__Problem details__
Which lines of the entries hold the string "names"? Copy each one.

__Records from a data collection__
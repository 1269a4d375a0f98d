//! OID resolution — maps symbolic names like `IF-MIB::ifDescr` to numeric
//! dotted OIDs.
//!
//! Full MIB-file parsing is out of scope; instead a small `MibResolver`
//! trait is injected into the querier at construction, replacing a
//! process-global MIB view with a constructor dependency.
//! [`BuiltinMibResolver`] covers numeric OIDs plus a handful of well-known
//! symbolic roots for the standard system/interface/bridge/entity MIBs.

use std::collections::HashMap;
use std::sync::Mutex;

use thiserror::Error;

#[derive(Debug, Error)]
pub enum MibResolveError {
    #[error("unknown symbolic OID {0:?}")]
    UnknownSymbol(String),
    #[error("malformed OID {0:?}")]
    Malformed(String),
}

/// Resolves a raw config OID string (numeric or `MODULE::name`) to its
/// numeric dotted form.
pub trait MibResolver: Send + Sync {
    fn resolve(&self, raw: &str) -> Result<String, MibResolveError>;
}

/// Numeric passthrough plus a built-in symbolic table, with resolved names
/// cached for the lifetime of the resolver.
pub struct BuiltinMibResolver {
    table: HashMap<&'static str, &'static str>,
    cache: Mutex<HashMap<String, String>>,
}

impl Default for BuiltinMibResolver {
    fn default() -> Self {
        BuiltinMibResolver::new()
    }
}

impl BuiltinMibResolver {
    pub fn new() -> Self {
        let mut table = HashMap::new();
        table.insert("SNMPv2-MIB::sysDescr", "1.3.6.1.2.1.1.1");
        table.insert("SNMPv2-MIB::sysObjectID", "1.3.6.1.2.1.1.2");
        table.insert("SNMPv2-MIB::sysUpTime", "1.3.6.1.2.1.1.3");
        table.insert("SNMPv2-MIB::sysContact", "1.3.6.1.2.1.1.4");
        table.insert("SNMPv2-MIB::sysName", "1.3.6.1.2.1.1.5");
        table.insert("SNMPv2-MIB::sysLocation", "1.3.6.1.2.1.1.6");
        table.insert("IF-MIB::ifNumber", "1.3.6.1.2.1.2.1");
        table.insert("IF-MIB::ifIndex", "1.3.6.1.2.1.2.2.1.1");
        table.insert("IF-MIB::ifDescr", "1.3.6.1.2.1.2.2.1.2");
        table.insert("IF-MIB::ifType", "1.3.6.1.2.1.2.2.1.3");
        table.insert("IF-MIB::ifMtu", "1.3.6.1.2.1.2.2.1.4");
        table.insert("IF-MIB::ifSpeed", "1.3.6.1.2.1.2.2.1.5");
        table.insert("IF-MIB::ifPhysAddress", "1.3.6.1.2.1.2.2.1.6");
        table.insert("IF-MIB::ifAdminStatus", "1.3.6.1.2.1.2.2.1.7");
        table.insert("IF-MIB::ifOperStatus", "1.3.6.1.2.1.2.2.1.8");
        table.insert("IF-MIB::ifInOctets", "1.3.6.1.2.1.2.2.1.10");
        table.insert("IF-MIB::ifOutOctets", "1.3.6.1.2.1.2.2.1.16");
        table.insert("IF-MIB::ifName", "1.3.6.1.2.1.31.1.1.1.1");
        table.insert("IF-MIB::ifHighSpeed", "1.3.6.1.2.1.31.1.1.1.15");
        table.insert("IF-MIB::ifAlias", "1.3.6.1.2.1.31.1.1.1.18");
        table.insert("IP-MIB::ipNetToMediaPhysAddress", "1.3.6.1.2.1.4.22.1.2");
        table.insert("BRIDGE-MIB::dot1dTpFdbAddress", "1.3.6.1.2.1.17.4.3.1.1");
        table.insert("BRIDGE-MIB::dot1dTpFdbPort", "1.3.6.1.2.1.17.4.3.1.2");
        table.insert("ENTITY-MIB::entPhysicalDescr", "1.3.6.1.2.1.47.1.1.1.1.2");
        table.insert("ENTITY-MIB::entPhysicalName", "1.3.6.1.2.1.47.1.1.1.1.7");
        table.insert("ENTITY-MIB::entPhysicalSerialNum", "1.3.6.1.2.1.47.1.1.1.1.11");
        BuiltinMibResolver {
            table,
            cache: Mutex::new(HashMap::new()),
        }
    }

    fn looks_numeric(raw: &str) -> bool {
        raw.split('.').all(|c| c.chars().all(|ch| ch.is_ascii_digit()))
    }
}

impl MibResolver for BuiltinMibResolver {
    fn resolve(&self, raw: &str) -> Result<String, MibResolveError> {
        if let Some(cached) = self.cache.lock().unwrap().get(raw) {
            return Ok(cached.clone());
        }
        let resolved = if Self::looks_numeric(raw) {
            raw.to_string()
        } else {
            let (symbol, suffix) = match raw.split_once("::") {
                Some((module, rest)) => {
                    let mut parts = rest.splitn(2, '.');
                    let name = parts.next().unwrap_or("");
                    (format!("{module}::{name}"), parts.next())
                }
                None => return Err(MibResolveError::Malformed(raw.to_string())),
            };
            let base = self
                .table
                .get(symbol.as_str())
                .ok_or_else(|| MibResolveError::UnknownSymbol(raw.to_string()))?;
            match suffix {
                Some(tail) => format!("{base}.{tail}"),
                None => base.to_string(),
            }
        };
        self.cache
            .lock()
            .unwrap()
            .insert(raw.to_string(), resolved.clone());
        Ok(resolved)
    }
}

#[cfg(test)]
mod tests {
    use super::*;

    #[test]
    fn numeric_oid_passes_through() {
        let resolver = BuiltinMibResolver::new();
        assert_eq!(resolver.resolve("1.3.6.1.2.1.2.2.1.2").unwrap(), "1.3.6.1.2.1.2.2.1.2");
    }

    #[test]
    fn resolves_known_symbol() {
        let resolver = BuiltinMibResolver::new();
        assert_eq!(
            resolver.resolve("IF-MIB::ifDescr").unwrap(),
            "1.3.6.1.2.1.2.2.1.2"
        );
    }

    #[test]
    fn resolves_symbol_with_sub_index() {
        let resolver = BuiltinMibResolver::new();
        assert_eq!(
            resolver.resolve("IF-MIB::ifDescr.0").unwrap(),
            "1.3.6.1.2.1.2.2.1.2.0"
        );
    }

    #[test]
    fn rejects_unknown_symbol() {
        let resolver = BuiltinMibResolver::new();
        assert!(matches!(
            resolver.resolve("ACME-MIB::whatsit"),
            Err(MibResolveError::UnknownSymbol(_))
        ));
    }
}
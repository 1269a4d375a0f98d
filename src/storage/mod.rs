//! In-process caches feeding the label pipeline: template values (for
//! community expansion) and label values (for metric sample assembly).

pub mod label;
pub mod template;

pub use label::LabelStorage;
pub use template::TemplateStorage;
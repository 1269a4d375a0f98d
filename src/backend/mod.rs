//! Backend daemon: builds the SNMP/storage/sink stack from a validated
//! config, drives the orchestrator's warmup, and keeps the process alive
//! for the scheduler's recurring jobs and the sink's background server.

pub mod orchestrator;
pub mod scheduler;

use std::sync::Arc;

use anyhow::Result;
use tokio::signal;
use tracing::{error, info};

use crate::config::{Config, DriverConfig};
use crate::sink::{influxdb, prometheus, InfluxDbSink, PrometheusSink, Sink};
use crate::snmp::{BuiltinMibResolver, SnmpQuerier};
use crate::storage::{LabelStorage, TemplateStorage};

use orchestrator::Orchestrator;

/// Build the collection stack, run warmup, start the configured sink
/// output, and block until a shutdown signal arrives.
pub async fn run(config: Config, listen: &str, path: &str) -> Result<()> {
    let config = Arc::new(config);
    let template_storage = Arc::new(TemplateStorage::new());
    let label_storage = Arc::new(LabelStorage::new());
    let resolver = Arc::new(BuiltinMibResolver::new());
    let querier = Arc::new(SnmpQuerier::new(resolver));

    let sink: Arc<dyn Sink> = match &config.driver {
        DriverConfig::Prometheus => {
            let prom = PrometheusSink::new(listen, path, template_storage.clone(), label_storage.clone());
            let for_server = prom.clone();
            tokio::spawn(async move {
                if let Err(e) = prometheus::start_http_server(for_server).await {
                    error!("prometheus http server stopped: {}", e);
                }
            });
            prom
        }
        DriverConfig::InfluxDb {
            host,
            database,
            username,
            password,
        } => {
            let influx = InfluxDbSink::new(host, database, username, password);
            influxdb::start_influx_pusher(influx.clone()).await?;
            influx
        }
    };

    let orchestrator = Orchestrator::new(config, querier, template_storage, label_storage, sink);
    info!("starting warmup");
    orchestrator.run().await;
    info!("warmup complete, collection running");

    signal::ctrl_c().await?;
    info!("shutdown signal received");
    Ok(())
}
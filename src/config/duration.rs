//! Duration grammar: integer followed by one of `s m h d w M y`.

use thiserror::Error;

#[derive(Debug, Error, PartialEq, Eq)]
pub enum DurationParseError {
    #[error("{0:?} is not a valid timerange")]
    NotATimerange(String),
    #[error("{0:?} is not a valid unit")]
    BadUnit(String),
}

/// Parse a duration string like `"5m"`, `"2h"`, `"1y"` into seconds.
///
/// Units: s=1, m=60, h=3600, d=86400, w=604800, M=2592000 (30-day month),
/// y=31536000 (365-day year). Anything else (missing/invalid unit,
/// non-integer prefix) is rejected.
pub fn parse_duration_secs(timerange: &str) -> Result<u64, DurationParseError> {
    if timerange.is_empty() {
        return Err(DurationParseError::NotATimerange(timerange.to_string()));
    }
    let (value_part, unit) = timerange.split_at(timerange.len() - 1);
    let value: u64 = value_part
        .parse()
        .map_err(|_| DurationParseError::NotATimerange(timerange.to_string()))?;
    let multiplier = match unit {
        "s" => 1,
        "m" => 60,
        "h" => 3600,
        "d" => 86400,
        "w" => 604800,
        "M" => 2_592_000,
        "y" => 31_536_000,
        other => return Err(DurationParseError::BadUnit(other.to_string())),
    };
    Ok(value * multiplier)
}
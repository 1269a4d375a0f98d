//! Store-method converters — pure functions mapping a raw varbind (OID
//! suffix past the queried base, plus its decoded value) to the index/value
//! pair that lands in template or label storage.

use crate::config::StoreMethod;

/// A varbind value independent of `snmp2`'s borrowed lifetime, so converters
/// stay free functions instead of threading a session lifetime through.
#[derive(Debug, Clone)]
pub enum RawValue {
    Integer(i64),
    OctetString(Vec<u8>),
    IpAddress([u8; 4]),
    Counter32(u32),
    Counter64(u64),
    Unsigned32(u32),
    Timeticks(u32),
    ObjectIdentifier(Vec<u32>),
    Null,
    Unknown,
}

impl RawValue {
    /// Printable rendering used by the `value` store method and by
    /// everything else that needs a display form.
    fn display(&self) -> String {
        match self {
            RawValue::Integer(i) => i.to_string(),
            RawValue::OctetString(bytes) => printable_ascii(bytes),
            RawValue::IpAddress(octets) => {
                format!("{}.{}.{}.{}", octets[0], octets[1], octets[2], octets[3])
            }
            RawValue::Counter32(c) => c.to_string(),
            RawValue::Counter64(c) => c.to_string(),
            RawValue::Unsigned32(u) => u.to_string(),
            RawValue::Timeticks(t) => t.to_string(),
            RawValue::ObjectIdentifier(components) => components
                .iter()
                .map(|c| c.to_string())
                .collect::<Vec<_>>()
                .join("."),
            RawValue::Null | RawValue::Unknown => String::new(),
        }
    }

    fn as_bytes(&self) -> Vec<u8> {
        match self {
            RawValue::OctetString(bytes) => bytes.clone(),
            other => other.display().into_bytes(),
        }
    }
}

fn printable_ascii(bytes: &[u8]) -> String {
    bytes
        .iter()
        .filter(|b| b.is_ascii_graphic() || **b == b' ')
        .map(|b| *b as char)
        .collect()
}

/// Splits the varbind's OID suffix (everything past the queried base) into
/// the row index and the configured trailing `oid_suffix`, discarding the
/// row if the configured tail doesn't match.
pub fn compute_index(suffix: &[u32], configured_tail: Option<&[u32]>) -> Option<String> {
    let index_components = match configured_tail {
        None => suffix,
        Some(tail) => {
            if !suffix.ends_with(tail) {
                return None;
            }
            &suffix[..suffix.len() - tail.len()]
        }
    };
    Some(
        index_components
            .iter()
            .map(|c| c.to_string())
            .collect::<Vec<_>>()
            .join("."),
    )
}

/// Apply a store method to a decoded varbind, producing the string that
/// lands in template/label storage or becomes a metric value. `None` means
/// the row is dropped (conversion failure, logged by the caller).
pub fn apply_store_method(method: StoreMethod, suffix: &[u32], value: &RawValue) -> Option<String> {
    match method {
        StoreMethod::Value => Some(value.display()),
        StoreMethod::SubtreeAsString => subtree_as_string(suffix),
        StoreMethod::SubtreeAsIp => subtree_as_ip(suffix),
        StoreMethod::HexAsIp => hex_as_ip(value),
        StoreMethod::ExtractRealm => extract_realm(&value.display()),
        StoreMethod::Milli => milli(&value.display()),
    }
}

fn subtree_as_string(suffix: &[u32]) -> Option<String> {
    let &len = suffix.first()?;
    let chars = suffix.get(1..1 + len as usize)?;
    Some(
        chars
            .iter()
            .filter_map(|&c| char::from_u32(c))
            .collect::<String>(),
    )
}

fn subtree_as_ip(suffix: &[u32]) -> Option<String> {
    if suffix.len() < 4 {
        return None;
    }
    let tail = &suffix[suffix.len() - 4..];
    Some(format!("{}.{}.{}.{}", tail[0], tail[1], tail[2], tail[3]))
}

fn hex_as_ip(value: &RawValue) -> Option<String> {
    let bytes = value.as_bytes();
    if bytes.len() < 4 {
        return None;
    }
    Some(format!(
        "{}.{}.{}.{}",
        bytes[0], bytes[1], bytes[2], bytes[3]
    ))
}

fn extract_realm(value: &str) -> Option<String> {
    value.split('@').nth(1).map(|s| s.to_string())
}

fn milli(value: &str) -> Option<String> {
    let parsed: f64 = value.trim().parse().ok()?;
    Some((parsed / 1000.0).to_string())
}
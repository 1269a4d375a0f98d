//! Unit tests for Prometheus exposition rendering through the public API.

use std::collections::BTreeMap;
use std::sync::Arc;

use snmp_exporter::sink::{prometheus::PrometheusSink, Sample, Sink};
use snmp_exporter::storage::{LabelStorage, TemplateStorage};

#[tokio::test]
async fn exposition_output_is_sorted_and_escaped() {
    let sink = PrometheusSink::new(
        ":9100",
        "/metrics",
        Arc::new(TemplateStorage::new()),
        Arc::new(LabelStorage::new()),
    );
    sink.add_metric("ifInOctets", "counter", "inbound octets").await;
    sink.clear("r1", "ifInOctets").await;

    let mut labels = BTreeMap::new();
    labels.insert("iface".to_string(), "Gi1/0/1".to_string());
    sink.update_metric(Sample {
        metric_name: "ifInOctets".to_string(),
        host: "r1".to_string(),
        labels,
        value: 1234.0,
    })
    .await;
    sink.release_update_lock("r1", "ifInOctets").await;

    let text = sink.metric_print().await;
    assert!(text.contains("# TYPE ifInOctets counter"));
    assert!(text.contains("ifInOctets{iface=\"Gi1/0/1\"} 1234"));
}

__Solution__
//! OID resolution — maps symbolic names like `IF-MIB::ifDescr` to numeric
/// Numeric passthrough plus a built-in symbolic table, with resolved names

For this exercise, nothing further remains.